Moscow City Hall has turned down an application for a rally commemorating the August Coup of 1991, event co-organizer Mikhail Shneider announced on his Facebook page Wednesday. It is the first time in 24 years that the city authorities have turned down the application for the annual event, he said.
Organizers had
requested permission to march
from the Gorbaty Bridge to the “Defenders of
a Free Russia” monument close to the Novy Arbat. Authorities said
repairs to the streets near Moscow’s White
House, where the memorial events have taken place since 1992, meant that the march could not take place.
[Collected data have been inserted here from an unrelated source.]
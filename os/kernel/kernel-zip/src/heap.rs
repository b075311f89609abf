use crate::ZipError;

/// Bump allocator over a caller-provided arena.
///
/// Blocks are handed out for the arena's lifetime and never freed. Each block
/// advances the arena by its size rounded up to four bytes.
pub struct DecompressionHeap<'a> {
    free: &'a mut [u8],
    used: usize,
}

impl<'a> DecompressionHeap<'a> {
    pub const fn new(arena: &'a mut [u8]) -> Self {
        Self {
            free: arena,
            used: 0,
        }
    }

    /// Bytes handed out so far, including alignment padding.
    #[must_use]
    pub const fn used(&self) -> usize {
        self.used
    }

    #[must_use]
    pub const fn remaining(&self) -> usize {
        self.free.len()
    }

    /// Take the next `size` bytes of the arena.
    pub fn alloc(&mut self, size: usize) -> Option<&'a mut [u8]> {
        if size > self.free.len() {
            return None;
        }
        let step = size.next_multiple_of(4).min(self.free.len());
        let (block, rest) = core::mem::take(&mut self.free).split_at_mut(step);
        self.free = rest;
        self.used += step;
        Some(&mut block[..size])
    }

    /// Let `decode` write up to `capacity` bytes at the head of the arena and
    /// keep only what it reports as written.
    ///
    /// Nothing is consumed when `decode` fails.
    ///
    /// # Errors
    /// [`ZipError::HeapExhausted`] if `capacity` does not fit, or the error of `decode`.
    pub fn fill<F>(&mut self, capacity: usize, decode: F) -> Result<&'a [u8], ZipError>
    where
        F: FnOnce(&mut [u8]) -> Result<usize, ZipError>,
    {
        let available = self.free.len();
        let head = self.free.get_mut(..capacity).ok_or(ZipError::HeapExhausted {
            requested: capacity,
            available,
        })?;
        let written = decode(head)?.min(capacity);
        let block = self.alloc(written).ok_or(ZipError::HeapExhausted {
            requested: written,
            available,
        })?;
        Ok(block)
    }
}

#[cfg(test)]
mod tests {
    use super::*;

    #[test]
    fn allocations_are_padded_to_four_bytes() {
        let mut arena = [0u8; 16];
        let mut heap = DecompressionHeap::new(&mut arena);

        let a = heap.alloc(3).unwrap();
        a.copy_from_slice(b"abc");
        assert_eq!(heap.used(), 4);
        let b = heap.alloc(8).unwrap();
        assert_eq!(b.len(), 8);
        assert_eq!(heap.used(), 12);
        assert_eq!(heap.remaining(), 4);
        assert!(heap.alloc(5).is_none());
        assert_eq!(heap.alloc(4).map(|s| s.len()), Some(4));
        assert_eq!(heap.remaining(), 0);
    }

    #[test]
    fn unaligned_tail_can_still_be_used() {
        let mut arena = [0u8; 6];
        let mut heap = DecompressionHeap::new(&mut arena);
        heap.alloc(1).unwrap();
        assert_eq!(heap.alloc(2).map(|s| s.len()), Some(2));
        assert_eq!(heap.remaining(), 0);
    }

    #[test]
    fn fill_keeps_only_written_bytes() {
        let mut arena = [0u8; 32];
        let mut heap = DecompressionHeap::new(&mut arena);

        let out = heap
            .fill(16, |buf| {
                buf[..5].copy_from_slice(b"hello");
                Ok(5)
            })
            .unwrap();
        assert_eq!(out, b"hello");
        assert_eq!(heap.used(), 8);
    }

    #[test]
    fn failed_fill_consumes_nothing() {
        let mut arena = [0u8; 32];
        let mut heap = DecompressionHeap::new(&mut arena);

        let err = heap.fill(16, |_| Err(ZipError::InvalidName)).unwrap_err();
        assert_eq!(err, ZipError::InvalidName);
        assert_eq!(heap.used(), 0);

        assert_eq!(
            heap.fill(33, |_| Ok(0)).unwrap_err(),
            ZipError::HeapExhausted {
                requested: 33,
                available: 32
            }
        );
    }
}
Two other events — one in memory of the dead
heroes of the Soviet Union and defenders of free Russia, the other in
memory of the defenders of the White House — were also turned down, Shneider said. Officials have offered Sokolniki Park and Suvorovskaya Ploshchad in the north of Moscow as
alternative venues.
Shneider and fellow co-organizer Lev Ponomaryov, a prominent human rights advocate, plan to contest the decision.
Russia's August Coup in 1991 saw hardliners within the Soviet Union’s Communist Party attempt to wrest control of the government from leader Mikhail Gorbachev. The coup’s bloodless failure is considered by many to have sparked the fall of communism and the dissolution of the Soviet Union.